Create a function that takes two dates and returns the number of days between the first and second date.

For each implementation, we’ll take the same approach:

  1. Place the strings into an array, and convert them into date objects
  2. Sort the array, so that the later date comes after
  3. Diff the dates somehow

We’ll start with the crystal implementation:

# crystal
def sort_dates(a, b : String) : Array(Time)
  [Time.parse(a, "%F", Time::Location::UTC), Time.parse(b, "%F", Time::Location::UTC)].sort
end

def get_days(a, b : String) : Int
  date_a, date_b = sort_dates(a, b)
  (date_b - date_a).days
end

This was the one of the more long-winded ones, becase Time.parse seems to require a location to work. There might be another way to do this, but I didn’t find it in the API.

Moving on to nim:

# nim
proc sortDays(a, b: string): seq[DateTime] =
    return @[a.parse("yyyy-MM-dd"), b.parse("yyyy-MM-dd")]

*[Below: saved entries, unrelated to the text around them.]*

#[cfg(test)]
mod tests {
    use super::*;
    use hierarchy_document::{decode, default_tree, ROOT_LIBRARY_ID};

    fn two_levels() -> HierarchyTree {
        let mut tree = default_tree("Root");
        let mut edit = |mutation: Mutation| mutation.apply(&mut tree).unwrap();
        edit(Mutation::InsertLibrary {
            library: LibrarySnapshot {
                node: LibraryNode::new("a", "Activity_a", "A").with_framework_id("fw-1"),
                index: None,
                shape: Some(DiagramShape::for_element("Activity_a", Bounds::library_at(0.0, 200.0))),
                residue: None,
            },
            connections: vec![ConnectionSnapshot {
                edge: ParentEdge::new("Flow_a", ROOT_LIBRARY_ID, "a"),
                index: None,
                layout: None,
                residue: None,
            }],
        });
        edit(Mutation::InsertLibrary {
            library: LibrarySnapshot {
                node: LibraryNode::new("b", "Activity_b", "B"),
                index: None,
                shape: None,
                residue: None,
            },
            connections: vec![ConnectionSnapshot {
                edge: ParentEdge::new("Flow_b", "a", "b"),
                index: None,
                layout: None,
                residue: None,
            }],
        });
        tree
    }

    fn undoable(tree: &mut HierarchyTree, mutation: Mutation) {
        let before = tree.clone();
        let inverse = mutation.to_inverse(tree).unwrap();
        mutation.apply(tree).unwrap();
        assert_ne!(*tree, before, "{} changed nothing", mutation.name());
        inverse.apply(tree).unwrap();
        assert_eq!(*tree, before, "{} did not invert", mutation.name());
    }

    #[test]
    fn test_mutation_serialization() {
        let mutation = Mutation::UpdateLibrary {
            node_id: "a".to_string(),
            changes: LibraryChanges {
                name: Some("Renamed".to_string()),
                description: Some(None),
                ..Default::default()
            },
        };

        let json = serde_json::to_string(&mutation).unwrap();
        let deserialized: Mutation = serde_json::from_str(&json).unwrap();

        assert_eq!(mutation, deserialized);
    }

    #[test]
    fn test_create_library_uses_palette_defaults() {
        let mut tree = default_tree("Root");
        let mutation = Mutation::create_library(&tree, 10.0, 20.0, 1700000000000);
        mutation.apply(&mut tree).unwrap();

        let node = tree.node("lib_1700000000000").unwrap();
        assert_eq!(node.name, NEW_LIBRARY_NAME);
        assert_eq!(node.attributes.library_name, NEW_LIBRARY_NAME);
        assert_eq!(node.element_id, "Activity_1700000000000");

        let shape = &tree.layout.shapes["lib_1700000000000"];
        assert_eq!(shape.bounds, Bounds::new(10.0, 20.0, 260.0, 60.0));
    }

    #[test]
    fn test_create_library_twice_in_one_millisecond() {
        let mut tree = default_tree("Root");
        Mutation::create_library(&tree, 0.0, 0.0, 5).apply(&mut tree).unwrap();
        Mutation::create_library(&tree, 0.0, 0.0, 5).apply(&mut tree).unwrap();
        assert_eq!(tree.len(), 3);
    }

    #[test]
    fn test_root_cannot_be_removed() {
        let mut tree = two_levels();
        let err = Mutation::RemoveLibrary {
            node_id: ROOT_LIBRARY_ID.to_string(),
        }
        .apply(&mut tree)
        .unwrap_err();
        assert_eq!(err, MutationError::RootLocked);
        assert!(tree.root().is_some());
    }

    #[test]
    fn test_remove_library_drops_incident_connections() {
        let mut tree = two_levels();
        Mutation::RemoveLibrary {
            node_id: "a".to_string(),
        }
        .apply(&mut tree)
        .unwrap();

        assert!(!tree.contains("a"));
        assert_eq!(tree.edge_count(), 0);
        assert!(!tree.layout.shapes.contains_key("a"));
        assert!(tree.contains("b"));
    }

    #[test]
    fn test_self_connection_is_rejected() {
        let mut tree = two_levels();
        let err = Mutation::connect(&tree, "a", "a", 1).apply(&mut tree).unwrap_err();
        assert_eq!(err, MutationError::SelfConnection("a".to_string()));
    }

    #[test]
    fn test_connect_to_unknown_library_is_rejected() {
        let mut tree = two_levels();
        let before = tree.clone();
        let err = Mutation::connect(&tree, "a", "ghost", 1).apply(&mut tree).unwrap_err();
        assert_eq!(err, MutationError::LibraryNotFound("ghost".to_string()));
        assert_eq!(tree, before);
    }

    #[test]
    fn test_second_parent_is_accepted_while_editing() {
        let mut tree = two_levels();
        Mutation::connect(&tree, ROOT_LIBRARY_ID, "b", 1).apply(&mut tree).unwrap();
        assert_eq!(tree.parent_ids("b"), vec!["a", ROOT_LIBRARY_ID]);
    }

    #[test]
    fn test_connect_routes_between_shapes() {
        let tree = two_levels();
        let Mutation::Connect { connection } = Mutation::connect(&tree, ROOT_LIBRARY_ID, "a", 9) else {
            panic!("expected a connection");
        };
        assert_eq!(connection.edge.id, "Flow_9");
        assert_eq!(connection.layout.unwrap().waypoints.len(), 2);
    }

    #[test]
    fn test_library_id_survives_property_update() {
        let mut tree = two_levels();
        Mutation::UpdateLibrary {
            node_id: "a".to_string(),
            changes: LibraryChanges {
                name: Some("Core".to_string()),
                library_name: Some("Core".to_string()),
                framework_id: Some(None),
                description: Some(Some("shared".to_string())),
            },
        }
        .apply(&mut tree)
        .unwrap();

        let node = tree.node("a").unwrap();
        assert_eq!(node.attributes.library_id, "a");
        assert_eq!(node.name, "Core");
        assert_eq!(node.attributes.framework_id, None);
        assert_eq!(node.attributes.description.as_deref(), Some("shared"));
    }

    #[test]
    fn test_every_mutation_inverts() {
        let mut tree = two_levels();

        let create = Mutation::create_library(&tree, 5.0, 5.0, 42);
        undoable(&mut tree, create);
        undoable(
            &mut tree,
            Mutation::RemoveLibrary {
                node_id: "a".to_string(),
            },
        );
        let connect = Mutation::connect(&tree, ROOT_LIBRARY_ID, "b", 7);
        undoable(&mut tree, connect);
        undoable(
            &mut tree,
            Mutation::Disconnect {
                edge_id: "Flow_b".to_string(),
            },
        );
        undoable(
            &mut tree,
            Mutation::Reconnect {
                edge_id: "Flow_b".to_string(),
                parent: ROOT_LIBRARY_ID.to_string(),
                child: "b".to_string(),
            },
        );
        undoable(
            &mut tree,
            Mutation::UpdateLibrary {
                node_id: "b".to_string(),
                changes: LibraryChanges {
                    name: Some("Beta".to_string()),
                    framework_id: Some(Some("fw-2".to_string())),
                    ..Default::default()
                },
            },
        );
        undoable(
            &mut tree,
            Mutation::SetBounds {
                node_id: "a".to_string(),
                bounds: Some(Bounds::library_at(300.0, 300.0)),
            },
        );
        undoable(
            &mut tree,
            Mutation::SetBounds {
                node_id: "b".to_string(),
                bounds: Some(Bounds::library_at(1.0, 1.0)),
            },
        );
    }

    #[test]
    fn test_removal_undo_restores_document_order() {
        let mut tree = decode(
            include_str!("../tests/fixtures/three_levels.bpmn"),
            "Root",
        )
        .unwrap();
        let before = hierarchy_document::encode(&tree).unwrap();

        let removal = Mutation::RemoveLibrary {
            node_id: "lib_core".to_string(),
        };
        let inverse = removal.to_inverse(&tree).unwrap();
        removal.apply(&mut tree).unwrap();
        inverse.apply(&mut tree).unwrap();

        assert_eq!(hierarchy_document::encode(&tree).unwrap(), before);
    }
}
//! Text normalization for extracted and hand-pasted filing content.
//!
//! [`clean_text`] applies the ordered rule set used on every ingested body;
//! applying it twice yields the same result as once. [`clean_text_extended`]
//! adds Unicode normalization and typographic cleanup for hand-authored
//! text. [`pre_sanitize_json`] repairs almost-valid JSON payloads whose
//! string values contain literal line breaks (a common paste artifact).

use regex::Regex;
use std::sync::OnceLock;
use unicode_normalization::UnicodeNormalization;

fn re_blank_runs() -> &'static Regex {
    static RE: OnceLock<Regex> = OnceLock::new();
    RE.get_or_init(|| Regex::new(r"[ \t]+").unwrap())
}

fn re_newline_runs() -> &'static Regex {
    static RE: OnceLock<Regex> = OnceLock::new();
    RE.get_or_init(|| Regex::new(r"\n{3,}").unwrap())
}

/// Normalize raw filing text. Rules, in order:
///
/// 1. CRLF and lone CR become LF.
/// 2. Control characters below 0x20 (except tab and newline) become a space.
/// 3. Runs of spaces/tabs collapse to one space.
/// 4. Three or more consecutive newlines collapse to two.
/// 5. Leading/trailing whitespace is trimmed.
///
/// Never fails; empty input yields an empty string.
pub fn clean_text(s: &str) -> String {
    if s.is_empty() {
        return String::new();
    }
    let s = s.replace("\r\n", "\n").replace('\r', "\n");
    let s: String = s
        .chars()
        .map(|c| {
            if (c as u32) < 0x20 && c != '\n' && c != '\t' {
                ' '
            } else {
                c
            }
        })
        .collect();
    let s = re_blank_runs().replace_all(&s, " ");
    let s = re_newline_runs().replace_all(&s, "\n\n");
    s.trim().to_string()
}

/// Extended cleanup for hand-authored text: NFKC normalization, non-breaking
/// and narrow no-break spaces become ordinary spaces, German typographic
/// quotes become their ASCII equivalents, then the [`clean_text`] rules.
pub fn clean_text_extended(s: &str) -> String {
    if s.is_empty() {
        return String::new();
    }
    let s: String = s.nfkc().collect();
    let s: String = s
        .chars()
        .map(|c| match c {
            '\u{00A0}' | '\u{202F}' => ' ',
            '\u{201E}' | '\u{201C}' | '\u{201D}' => '"',
            '\u{201A}' | '\u{2018}' | '\u{2019}' => '\'',
            other => other,
        })
        .collect();
    clean_text(&s)
}

/// Repair a JSON payload whose quoted strings contain raw line breaks or
/// control characters, so it parses without altering anything outside
/// string literals.
///
/// Single left-to-right pass tracking only an in-string flag and an escape
/// flag. Inside strings: CR is dropped, LF becomes the `\n` escape, other
/// bytes below 0x20 (except tab) become a space. Non-breaking spaces are
/// replaced globally before the scan.
pub fn pre_sanitize_json(raw: &str) -> String {
    let raw = raw.replace('\u{00A0}', " ");
    let mut out = String::with_capacity(raw.len());
    let mut in_str = false;
    let mut esc = false;

    for ch in raw.chars() {
        if esc {
            out.push(ch);
            esc = false;
            continue;
        }
        if ch == '\\' {
            out.push(ch);
            esc = true;
            continue;
        }
        if ch == '"' {
            out.push(ch);
            in_str = !in_str;
            continue;
        }
        if in_str {
            if ch == '\r' {
                continue;
            }
            if ch == '\n' {
                out.push_str("\\n");
                continue;
            }
            if (ch as u32) < 0x20 && ch != '\t' {
                out.push(' ');
                continue;
            }
        }
        out.push(ch);
    }
    out
}

#[cfg(test)]
mod tests {
    use super::*;

    #[test]
    fn test_clean_basic_rules() {
        assert_eq!(clean_text("a\r\nb\rc"), "a\nb\nc");
        assert_eq!(clean_text("a \t  b"), "a b");
        assert_eq!(clean_text("a\n\n\n\n\nb"), "a\n\nb");
        assert_eq!(clean_text("  padded  "), "padded");
        assert_eq!(clean_text("a\u{0000}b\u{0007}c"), "a b c");
    }

    #[test]
    fn test_clean_keeps_tab_as_single_space_run() {
        // Tabs survive rule 2 but collapse with spaces in rule 3.
        assert_eq!(clean_text("a\t\t b"), "a b");
    }

    #[test]
    fn test_clean_empty() {
        assert_eq!(clean_text(""), "");
        assert_eq!(clean_text("   \n  "), "");
    }

    #[test]
    fn test_clean_idempotent() {
        let inputs = [
            "Zeile eins\r\n\r\n\r\nZeile   zwei\t\tdrei\u{0001}",
            "  schon \n\n sauber  ",
            "",
            "\u{0000}\u{001F}\t\n\n\n\nx",
        ];
        for s in inputs {
            let once = clean_text(s);
            assert_eq!(clean_text(&once), once, "not idempotent for {:?}", s);
        }
    }

    #[test]
    fn test_extended_quotes_and_nbsp() {
        let s = "\u{201E}Zitat\u{201C} mit\u{00A0}NBSP und\u{202F}schmalem";
        assert_eq!(clean_text_extended(s), "\"Zitat\" mit NBSP und schmalem");
        assert_eq!(clean_text_extended("l\u{2019}art"), "l'art");
    }

    #[test]
    fn test_extended_idempotent() {
        let s = "\u{201E}Test\u{201C}\r\n\r\n\r\ninhalt\u{00A0} doppelt  ";
        let once = clean_text_extended(s);
        assert_eq!(clean_text_extended(&once), once);
    }

    #[test]
    fn test_pre_sanitize_repairs_literal_newlines() {
        let raw = "{\"titel\": \"Zeile eins\nZeile zwei\", \"n\": 1}";
        let repaired = pre_sanitize_json(raw);
        let v: serde_json::Value = serde_json::from_str(&repaired).unwrap();
        assert_eq!(v["titel"], "Zeile eins\nZeile zwei");
        assert_eq!(v["n"], 1);
    }

    #[test]
    fn test_pre_sanitize_drops_cr_and_controls_in_strings() {
        let raw = "{\"a\": \"x\r\ny\u{0001}z\"}";
        let repaired = pre_sanitize_json(raw);
        let v: serde_json::Value = serde_json::from_str(&repaired).unwrap();
        assert_eq!(v["a"], "x\ny z");
    }

    #[test]
    fn test_pre_sanitize_leaves_structure_untouched() {
        // Newlines between tokens are valid JSON whitespace and must survive.
        let raw = "{\n  \"a\": 1,\n  \"b\": [2, 3]\n}";
        assert_eq!(pre_sanitize_json(raw), raw);
    }

    #[test]
    fn test_pre_sanitize_escaped_quote_does_not_toggle() {
        let raw = "{\"a\": \"er sagte \\\"hallo\\\"\nweiter\"}";
        let repaired = pre_sanitize_json(raw);
        let v: serde_json::Value = serde_json::from_str(&repaired).unwrap();
        assert_eq!(v["a"], "er sagte \"hallo\"\nweiter");
    }

    #[test]
    fn test_pre_sanitize_roundtrip_on_clean_payload() {
        // A payload already using proper escapes passes through unchanged.
        let raw = r#"{"a": "eins\nzwei", "b": "drei"}"#;
        assert_eq!(pre_sanitize_json(raw), raw);
        let v: serde_json::Value = serde_json::from_str(raw).unwrap();
        assert_eq!(v["a"], "eins\nzwei");
    }
}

proc getDays(a, b: string): int =
    let dates = sortDays(a, b)
    (dates[1] - dates[0]).inDays

raku:

# raku
sub sort-dates(Str $a, Str $b) {
    return [$a.Date, $b.Date].sort;
}

sub get-days(Str $a, Str $b) {
    my Date @dates = sort-dates($a, $b);
    return @dates.tail - @dates.head;
}

I really like using .tail and .head for things like this. It just reads so much more nicely than @arr[0].

ts:

// typescript
function sortDays(a: string, b: string) {
  return [new Date(a), new Date(b)].sort();
}

function getDays(a: string, b: string) {
  const [dateA, dateB] = sortDays(a, b);
  const diff = Math.abs(dateB.getTime() - dateA.getTime()); // we need to call .getTime() or typescript won't allow us to subtract dates
  const diffInDays = Math.ceil(diff / (1000 * 60 * 60 * 24));
  return diffInDays;
}

My least favorite one overall. Javascript doesn’t have any nice built-in APIs, so we have to do everything manually.